EXTRACTED DATA
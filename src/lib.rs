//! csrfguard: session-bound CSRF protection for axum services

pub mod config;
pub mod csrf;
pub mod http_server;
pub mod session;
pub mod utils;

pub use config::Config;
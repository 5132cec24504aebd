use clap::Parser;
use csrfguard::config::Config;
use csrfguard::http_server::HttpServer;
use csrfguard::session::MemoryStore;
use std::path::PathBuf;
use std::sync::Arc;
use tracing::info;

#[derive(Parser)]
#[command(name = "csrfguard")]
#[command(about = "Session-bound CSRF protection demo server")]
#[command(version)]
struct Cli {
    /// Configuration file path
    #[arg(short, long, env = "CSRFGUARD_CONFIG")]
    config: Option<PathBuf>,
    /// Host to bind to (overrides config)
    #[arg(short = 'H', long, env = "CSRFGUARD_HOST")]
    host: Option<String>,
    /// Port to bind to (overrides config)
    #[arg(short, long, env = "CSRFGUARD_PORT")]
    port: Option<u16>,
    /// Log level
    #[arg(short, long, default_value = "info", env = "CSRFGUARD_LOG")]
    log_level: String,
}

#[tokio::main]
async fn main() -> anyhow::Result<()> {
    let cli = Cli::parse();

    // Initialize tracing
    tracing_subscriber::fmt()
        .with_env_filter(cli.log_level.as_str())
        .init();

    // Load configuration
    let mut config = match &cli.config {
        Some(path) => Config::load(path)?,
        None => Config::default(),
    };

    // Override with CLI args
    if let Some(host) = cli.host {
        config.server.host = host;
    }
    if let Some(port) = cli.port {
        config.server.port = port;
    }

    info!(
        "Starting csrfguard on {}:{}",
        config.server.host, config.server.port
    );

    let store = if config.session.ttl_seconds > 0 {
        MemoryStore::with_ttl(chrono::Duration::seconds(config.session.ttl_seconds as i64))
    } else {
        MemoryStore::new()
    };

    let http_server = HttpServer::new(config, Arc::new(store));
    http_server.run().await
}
--
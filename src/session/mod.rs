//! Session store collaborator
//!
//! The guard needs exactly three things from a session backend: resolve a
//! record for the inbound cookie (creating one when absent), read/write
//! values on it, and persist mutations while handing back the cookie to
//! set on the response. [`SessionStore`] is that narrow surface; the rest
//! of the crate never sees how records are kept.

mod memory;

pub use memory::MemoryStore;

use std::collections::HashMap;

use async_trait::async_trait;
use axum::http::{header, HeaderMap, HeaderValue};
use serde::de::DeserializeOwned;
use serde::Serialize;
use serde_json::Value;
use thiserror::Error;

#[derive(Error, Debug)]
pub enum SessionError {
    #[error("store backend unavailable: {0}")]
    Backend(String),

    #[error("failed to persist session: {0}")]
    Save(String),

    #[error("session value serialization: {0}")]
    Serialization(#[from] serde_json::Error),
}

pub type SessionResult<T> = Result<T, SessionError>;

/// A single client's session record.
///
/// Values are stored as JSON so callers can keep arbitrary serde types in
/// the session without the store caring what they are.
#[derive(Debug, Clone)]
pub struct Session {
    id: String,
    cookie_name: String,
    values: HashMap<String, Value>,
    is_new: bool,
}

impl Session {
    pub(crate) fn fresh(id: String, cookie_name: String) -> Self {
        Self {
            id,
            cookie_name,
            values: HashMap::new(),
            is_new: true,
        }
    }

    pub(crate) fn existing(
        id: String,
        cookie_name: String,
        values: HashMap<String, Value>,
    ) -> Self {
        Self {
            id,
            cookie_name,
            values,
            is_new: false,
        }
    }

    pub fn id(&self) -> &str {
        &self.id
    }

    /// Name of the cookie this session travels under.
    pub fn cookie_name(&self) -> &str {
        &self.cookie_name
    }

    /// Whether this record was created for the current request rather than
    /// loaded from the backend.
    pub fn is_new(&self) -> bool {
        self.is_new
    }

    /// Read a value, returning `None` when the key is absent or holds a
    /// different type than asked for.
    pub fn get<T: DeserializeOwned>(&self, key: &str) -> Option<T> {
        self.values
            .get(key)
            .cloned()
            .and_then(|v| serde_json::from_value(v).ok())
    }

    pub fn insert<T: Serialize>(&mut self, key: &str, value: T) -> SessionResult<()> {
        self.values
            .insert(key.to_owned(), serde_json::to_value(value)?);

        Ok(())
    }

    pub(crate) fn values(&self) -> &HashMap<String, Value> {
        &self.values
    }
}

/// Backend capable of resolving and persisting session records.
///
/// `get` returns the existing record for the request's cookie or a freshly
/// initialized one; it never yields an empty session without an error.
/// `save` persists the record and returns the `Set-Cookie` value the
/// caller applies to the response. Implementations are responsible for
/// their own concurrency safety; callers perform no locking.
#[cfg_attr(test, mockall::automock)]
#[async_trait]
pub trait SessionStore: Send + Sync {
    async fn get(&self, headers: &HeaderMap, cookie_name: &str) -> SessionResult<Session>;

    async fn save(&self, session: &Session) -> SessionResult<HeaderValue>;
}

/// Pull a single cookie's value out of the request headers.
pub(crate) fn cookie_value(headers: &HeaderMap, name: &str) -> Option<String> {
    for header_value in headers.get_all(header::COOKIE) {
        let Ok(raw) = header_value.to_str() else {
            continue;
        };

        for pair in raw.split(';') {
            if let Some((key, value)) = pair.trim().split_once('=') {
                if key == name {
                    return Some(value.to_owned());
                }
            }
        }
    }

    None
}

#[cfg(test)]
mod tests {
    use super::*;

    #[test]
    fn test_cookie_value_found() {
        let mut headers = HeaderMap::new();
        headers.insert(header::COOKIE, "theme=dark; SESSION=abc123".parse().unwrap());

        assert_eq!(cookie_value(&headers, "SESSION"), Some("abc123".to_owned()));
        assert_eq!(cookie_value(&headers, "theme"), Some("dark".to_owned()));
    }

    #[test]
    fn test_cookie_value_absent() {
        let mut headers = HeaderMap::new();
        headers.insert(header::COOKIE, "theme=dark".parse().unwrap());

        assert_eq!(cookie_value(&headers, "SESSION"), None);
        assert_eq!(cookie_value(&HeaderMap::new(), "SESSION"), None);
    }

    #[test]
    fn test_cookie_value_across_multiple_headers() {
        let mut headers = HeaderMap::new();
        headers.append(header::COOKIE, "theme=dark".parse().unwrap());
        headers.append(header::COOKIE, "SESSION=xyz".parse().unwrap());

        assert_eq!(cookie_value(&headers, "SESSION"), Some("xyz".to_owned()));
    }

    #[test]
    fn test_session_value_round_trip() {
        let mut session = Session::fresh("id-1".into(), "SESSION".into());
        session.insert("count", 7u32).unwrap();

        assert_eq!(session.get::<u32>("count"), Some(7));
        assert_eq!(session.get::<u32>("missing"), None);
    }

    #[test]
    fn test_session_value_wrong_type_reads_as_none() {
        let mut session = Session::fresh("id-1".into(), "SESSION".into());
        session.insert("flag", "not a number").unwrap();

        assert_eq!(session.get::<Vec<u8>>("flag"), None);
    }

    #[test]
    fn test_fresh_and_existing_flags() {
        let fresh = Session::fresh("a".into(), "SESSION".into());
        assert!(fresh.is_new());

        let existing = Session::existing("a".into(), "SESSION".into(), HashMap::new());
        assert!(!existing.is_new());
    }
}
--
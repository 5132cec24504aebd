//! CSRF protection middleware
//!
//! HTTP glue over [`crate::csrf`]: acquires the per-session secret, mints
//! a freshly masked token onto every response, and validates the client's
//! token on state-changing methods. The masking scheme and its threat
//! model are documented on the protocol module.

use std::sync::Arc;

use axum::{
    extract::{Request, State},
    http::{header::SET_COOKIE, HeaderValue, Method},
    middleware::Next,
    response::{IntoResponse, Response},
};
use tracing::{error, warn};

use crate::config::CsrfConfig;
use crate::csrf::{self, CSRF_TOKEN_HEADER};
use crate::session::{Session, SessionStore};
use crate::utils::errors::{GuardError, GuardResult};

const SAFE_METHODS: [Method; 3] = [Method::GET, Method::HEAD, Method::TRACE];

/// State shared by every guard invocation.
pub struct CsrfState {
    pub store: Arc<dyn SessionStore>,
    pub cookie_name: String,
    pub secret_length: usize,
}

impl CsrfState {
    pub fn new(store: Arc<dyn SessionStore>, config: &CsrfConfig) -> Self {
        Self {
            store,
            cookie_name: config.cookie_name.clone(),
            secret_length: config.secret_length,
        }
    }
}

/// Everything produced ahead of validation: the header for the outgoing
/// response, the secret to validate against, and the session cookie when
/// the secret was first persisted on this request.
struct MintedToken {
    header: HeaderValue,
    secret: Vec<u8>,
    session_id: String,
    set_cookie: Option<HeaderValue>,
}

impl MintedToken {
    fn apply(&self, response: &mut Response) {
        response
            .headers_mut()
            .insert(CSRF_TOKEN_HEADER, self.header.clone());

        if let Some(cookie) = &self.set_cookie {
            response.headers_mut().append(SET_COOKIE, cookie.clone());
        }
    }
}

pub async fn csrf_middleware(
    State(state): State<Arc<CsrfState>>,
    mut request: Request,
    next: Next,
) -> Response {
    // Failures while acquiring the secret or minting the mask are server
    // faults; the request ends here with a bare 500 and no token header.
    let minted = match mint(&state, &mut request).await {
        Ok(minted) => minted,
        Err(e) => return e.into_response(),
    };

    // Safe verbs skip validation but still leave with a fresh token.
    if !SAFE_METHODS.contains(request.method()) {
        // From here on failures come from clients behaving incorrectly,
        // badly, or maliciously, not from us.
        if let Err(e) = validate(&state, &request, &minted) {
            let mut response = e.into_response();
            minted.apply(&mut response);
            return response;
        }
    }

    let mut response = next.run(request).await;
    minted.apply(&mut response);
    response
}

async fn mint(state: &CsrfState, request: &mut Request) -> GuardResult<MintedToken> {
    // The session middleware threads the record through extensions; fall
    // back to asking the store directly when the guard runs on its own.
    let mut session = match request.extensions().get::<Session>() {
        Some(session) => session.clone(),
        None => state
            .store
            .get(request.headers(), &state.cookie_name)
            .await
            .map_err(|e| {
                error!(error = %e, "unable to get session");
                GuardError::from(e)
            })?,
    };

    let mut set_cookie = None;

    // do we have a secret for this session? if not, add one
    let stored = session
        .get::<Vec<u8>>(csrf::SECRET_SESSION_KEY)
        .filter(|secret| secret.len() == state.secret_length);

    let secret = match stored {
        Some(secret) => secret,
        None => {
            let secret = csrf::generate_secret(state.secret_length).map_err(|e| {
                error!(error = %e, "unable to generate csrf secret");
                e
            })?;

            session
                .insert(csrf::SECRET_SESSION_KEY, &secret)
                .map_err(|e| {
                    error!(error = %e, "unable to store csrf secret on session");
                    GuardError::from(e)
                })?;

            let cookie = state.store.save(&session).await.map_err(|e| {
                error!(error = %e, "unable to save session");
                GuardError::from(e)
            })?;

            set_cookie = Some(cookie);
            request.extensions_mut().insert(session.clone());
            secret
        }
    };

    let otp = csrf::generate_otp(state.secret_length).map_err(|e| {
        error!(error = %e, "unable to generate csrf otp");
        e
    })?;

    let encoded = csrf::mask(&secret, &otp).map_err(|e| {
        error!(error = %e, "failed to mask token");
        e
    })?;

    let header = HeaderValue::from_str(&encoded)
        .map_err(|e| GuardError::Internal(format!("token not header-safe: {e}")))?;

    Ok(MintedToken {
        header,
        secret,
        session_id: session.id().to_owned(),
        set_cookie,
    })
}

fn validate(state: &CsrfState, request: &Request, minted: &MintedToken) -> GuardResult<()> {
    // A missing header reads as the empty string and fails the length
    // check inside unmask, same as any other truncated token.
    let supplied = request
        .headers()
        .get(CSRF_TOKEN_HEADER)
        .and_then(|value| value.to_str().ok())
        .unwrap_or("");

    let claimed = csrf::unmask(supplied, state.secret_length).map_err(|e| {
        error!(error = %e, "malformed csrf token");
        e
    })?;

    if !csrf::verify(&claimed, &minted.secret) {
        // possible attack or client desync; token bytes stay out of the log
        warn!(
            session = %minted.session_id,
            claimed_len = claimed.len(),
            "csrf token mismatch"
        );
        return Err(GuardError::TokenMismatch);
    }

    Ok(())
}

ASSIGNMENT
Looking at the material above, count the lines where the word "records" occurs, and answer with that count alone.

ANSWER BOX
2